19th-century Jesuit priest and educationist

John Larkin (1801-1858) was a Jesuit priest, born in England, who settled in New York City. There he founded the College of St. Francis Xavier (now Xavier High School) and became president of St John's College (now Fordham University).

==Earlier life==
John Larkin was born in County Durham, England in 1801. He focused on classical studies at Ushaw College of the University of Durham. After his studies at Ushaw, he joined the navy and briefly traveled to Hindostan before returning to England to work at firms in Newcastle and London. In 1823 he began studying theology in Paris at the St. Sulpice seminary. He became an ordained priest in 1826 and was sent to Montreal to teach philosophy. He was appointed Coadjutor Bishop of Kingston, Ontario in 1832, but this did not take effect. It was in Montreal that Larkin joined the Society of Jesuits in 1841, and in 1846 he journeyed to New York City with 50 cents in his pocket.

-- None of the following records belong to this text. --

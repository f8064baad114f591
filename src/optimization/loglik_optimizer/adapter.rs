//! Adapters that expose a [`LogLikelihood`] as argmin problems.
//!
//! Maximizing `ℓ(θ)` becomes minimizing `c(θ) = -ℓ(θ)`.
//!
//! - [`ArgMinAdapter`] serves gradient-based solvers. A non-finite cost is an
//!   error there, so a line search never interpolates through `NaN`/`∞`.
//! - [`SimplexAdapter`] serves Nelder–Mead. A non-finite cost becomes `+∞`,
//!   which the simplex simply ranks last.
//! - [`BestIterate`] remembers the lowest finite cost an `ArgMinAdapter` has
//!   evaluated, so a failed gradient run still leaves a usable point.
use std::cell::RefCell;

use crate::optimization::{
    errors::OptError,
    loglik_optimizer::{
        finite_diff::run_fd_diff,
        traits::LogLikelihood,
        types::{Cost, Grad, Theta},
        validation::validate_grad,
    },
};
use argmin::core::{CostFunction, Error, Gradient};
use finitediff::FiniteDiff;

/// Lowest finite cost evaluated so far and the parameters that produced it.
#[derive(Debug, Default)]
pub struct BestIterate {
    slot: RefCell<Option<(Cost, Theta)>>,
}

impl BestIterate {
    pub fn new() -> Self {
        Self::default()
    }

    /// Keep `(cost, θ)` if it improves on the stored point.
    pub fn record(&self, theta: &Theta, cost: Cost) {
        let mut slot = self.slot.borrow_mut();
        let improves = match slot.as_ref() {
            Some((best, _)) => cost < *best,
            None => true,
        };
        if improves && cost.is_finite() {
            *slot = Some((cost, theta.clone()));
        }
    }

    /// Stored cost, if any finite cost was recorded.
    pub fn cost(&self) -> Option<Cost> {
        self.slot.borrow().as_ref().map(|(cost, _)| *cost)
    }

    /// Stored parameters, if any finite cost was recorded.
    pub fn theta(&self) -> Option<Theta> {
        self.slot.borrow().as_ref().map(|(_, theta)| theta.clone())
    }
}

/// Bridges a [`LogLikelihood`] to argmin's `CostFunction` and `Gradient`.
///
/// - `cost` returns `-ℓ(θ)` and fails with `NonFiniteCost` off the feasible set.
/// - `gradient` returns `-∇ℓ(θ)` when an analytic gradient exists, otherwise a
///   finite-difference gradient of the cost (central first, forward on failure).
/// - With a tracker attached, every finite cost is offered to it.
#[derive(Debug, Clone)]
pub struct ArgMinAdapter<'a, F: LogLikelihood> {
    pub f: &'a F,
    pub data: &'a F::Data,
    pub best: Option<&'a BestIterate>,
}

impl<'a, F: LogLikelihood> ArgMinAdapter<'a, F> {
    pub fn new(f: &'a F, data: &'a F::Data) -> Self {
        Self { f, data, best: None }
    }

    /// Adapter that reports its evaluations to `best`.
    pub fn tracked(f: &'a F, data: &'a F::Data, best: &'a BestIterate) -> Self {
        Self { f, data, best: Some(best) }
    }
}

impl<F: LogLikelihood> CostFunction for ArgMinAdapter<'_, F> {
    type Param = Theta;
    type Output = Cost;

    fn cost(&self, theta: &Self::Param) -> Result<Self::Output, Error> {
        let output = self.f.value(theta, self.data)?;
        if !output.is_finite() {
            return Err((OptError::NonFiniteCost { value: output }).into());
        }
        if let Some(best) = self.best {
            best.record(theta, -output);
        }
        Ok(-output)
    }
}

impl<F: LogLikelihood> Gradient for ArgMinAdapter<'_, F> {
    type Param = Theta;
    type Gradient = Grad;

    /// Evaluate the gradient of the cost at `θ`.
    ///
    /// The finite-difference closure must return `f64`, so the first error
    /// raised by `cost` is parked in `closure_err` and the closure yields
    /// `NaN`. A captured error or an invalid central gradient triggers one
    /// forward-difference retry, whose failure is returned.
    fn gradient(&self, theta: &Self::Param) -> Result<Self::Gradient, Error> {
        let dim = theta.len();
        match self.f.grad(theta, self.data) {
            Ok(g) => {
                validate_grad(&g, dim)?;
                Ok(-g)
            }
            Err(OptError::GradientNotImplemented) => {
                let closure_err: RefCell<Option<Error>> = RefCell::new(None);
                let cost_func = |theta: &Theta| -> f64 {
                    match self.cost(theta) {
                        Ok(val) => val,
                        Err(e) => {
                            let mut slot = closure_err.borrow_mut();
                            if slot.is_none() {
                                *slot = Some(e);
                            }
                            f64::NAN
                        }
                    }
                };
                let fd_grad = theta.central_diff(&cost_func);
                if closure_err.borrow().is_none() && validate_grad(&fd_grad, dim).is_ok() {
                    return Ok(fd_grad);
                }
                Ok(run_fd_diff(theta, &cost_func, &closure_err)?)
            }
            Err(e) => Err(e.into()),
        }
    }
}

/// Derivative-free view of a [`LogLikelihood`] for simplex methods.
#[derive(Debug, Clone)]
pub struct SimplexAdapter<'a, F: LogLikelihood> {
    pub f: &'a F,
    pub data: &'a F::Data,
}

impl<'a, F: LogLikelihood> SimplexAdapter<'a, F> {
    pub fn new(f: &'a F, data: &'a F::Data) -> Self {
        Self { f, data }
    }
}

impl<F: LogLikelihood> CostFunction for SimplexAdapter<'_, F> {
    type Param = Theta;
    type Output = Cost;

    fn cost(&self, theta: &Self::Param) -> Result<Self::Output, Error> {
        let output = self.f.value(theta, self.data)?;
        if output.is_finite() { Ok(-output) } else { Ok(f64::INFINITY) }
    }
}

#[cfg(test)]
mod tests {
    use super::*;
    use crate::optimization::errors::OptResult;
    use ndarray::array;

    // -------------------------------------------------------------------------
    // Scope
    // -----
    // - Sign conventions of both adapters.
    // - Finite-difference gradients when no analytic gradient exists.
    // - Treatment of non-finite objective values.
    // - Best-iterate tracking.
    // -------------------------------------------------------------------------

    /// ℓ(θ) = -(θ₀ - 1)² - 2 θ₁², and -∞ when θ₀ > 10.
    struct Bowl;

    impl LogLikelihood for Bowl {
        type Data = ();
        fn value(&self, theta: &Theta, _: &()) -> OptResult<f64> {
            if theta[0] > 10.0 {
                return Ok(f64::NEG_INFINITY);
            }
            Ok(-(theta[0] - 1.0).powi(2) - 2.0 * theta[1].powi(2))
        }
        fn check(&self, _: &Theta, _: &()) -> OptResult<()> {
            Ok(())
        }
    }

    #[test]
    // Purpose
    // -------
    // The cost is the negated objective and the FD gradient matches the
    // analytic cost gradient.
    //
    // Given
    // -----
    // - `Bowl` at θ = (0, 1).
    //
    // Expect
    // ------
    // - cost = 3, ∇c ≈ (-2, 4).
    fn cost_and_fd_gradient_follow_sign_convention() {
        // Arrange
        let problem = ArgMinAdapter::new(&Bowl, &());
        let theta = array![0.0, 1.0];

        // Act
        let cost = problem.cost(&theta).expect("finite cost");
        let grad = problem.gradient(&theta).expect("finite gradient");

        // Assert
        assert!((cost - 3.0).abs() < 1e-12);
        assert!((grad[0] + 2.0).abs() < 1e-5);
        assert!((grad[1] - 4.0).abs() < 1e-5);
    }

    #[test]
    // Purpose
    // -------
    // Infeasible points are an error for gradient solvers and +∞ for the
    // simplex adapter.
    //
    // Given
    // -----
    // - `Bowl` at θ = (11, 0) where ℓ = -∞.
    //
    // Expect
    // ------
    // - `ArgMinAdapter::cost` fails; `SimplexAdapter::cost` returns +∞.
    fn non_finite_values_are_routed_per_solver() {
        // Arrange
        let theta = array![11.0, 0.0];

        // Act
        let strict = ArgMinAdapter::new(&Bowl, &()).cost(&theta);
        let lenient = SimplexAdapter::new(&Bowl, &()).cost(&theta).expect("infinite cost");

        // Assert
        assert!(strict.is_err());
        assert_eq!(lenient, f64::INFINITY);
    }

    #[test]
    // Purpose
    // -------
    // A tracked adapter keeps the lowest finite cost it evaluated.
    //
    // Given
    // -----
    // - `Bowl` evaluated at (0, 1), (1, 0), (0.5, 0.5) and the infeasible
    //   (11, 0).
    //
    // Expect
    // ------
    // - The tracker holds θ = (1, 0) with cost 0; the failed evaluation
    //   leaves it unchanged.
    fn tracker_keeps_lowest_finite_cost() {
        // Arrange
        let best = BestIterate::new();
        let problem = ArgMinAdapter::tracked(&Bowl, &(), &best);

        // Act
        for theta in [array![0.0, 1.0], array![1.0, 0.0], array![0.5, 0.5]] {
            problem.cost(&theta).expect("finite cost");
        }
        let infeasible = problem.cost(&array![11.0, 0.0]);

        // Assert
        assert!(infeasible.is_err());
        assert_eq!(best.cost(), Some(0.0));
        assert_eq!(best.theta(), Some(array![1.0, 0.0]));
    }
}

==College of St. Francis Xavier==
In 1847, with only five cents remaining from his travels, Larkin founded the College of St. Francis Xavier, now Xavier High School. With his five cents he was able to purchase a former Protestant church at the crossroads of Elizabeth and Walker streets. However, in 1848 a devastating fire destroyed the property. In 1851 a new location was acquired on West Sixteenth Street. During the search for a new location, Larkin received the opportunity to become Bishop of Toronto, a position he declined.

==St. John's College==
In 1851 Larkin returned to Fordham where he became the President of St. John's College (now Fordham University), and for the next three years he "exerted such an extraordinary influence over pupils of all ages as he exercised—an influence that did not cease with the college life, but made itself felt in after years and stamped the future career of many of the men who were disciplined by him as boys."

Larkin did encounter issues during his presidency; in particular, there were repercussions when he cancelled the St. Patrick's Day holiday, and then there were threats from the Know Nothings. When Larkin's administration cancelled the holiday, Irish students brought cheap marbles and destroyed a majority of the college's windows. The Know Nothings were a group determined to fight the growing influence of German and Irish Catholic immigrants in America. After the fallout from St. Patrick's day, two meetings on Fordham Heights were held by the Know Nothings to plot setting fire to St. John's. However, a blacksmith, Mr. Cole, was aware of these meetings and threatened to expose the group if they continued with their plans. The Know Nothings ceased planning their attempt to burn down the college, but the government decided to provide the college with twelve muskets for protection.

==Legacy==
After he left Fordham in 1854, he was summoned to England, Ireland, and eventually back to New York. Larkin died on December 11, 1858, at Fordham. Larkin Hall, a 27,000-square-foot science building located on the Rose Hill campus, is named after him.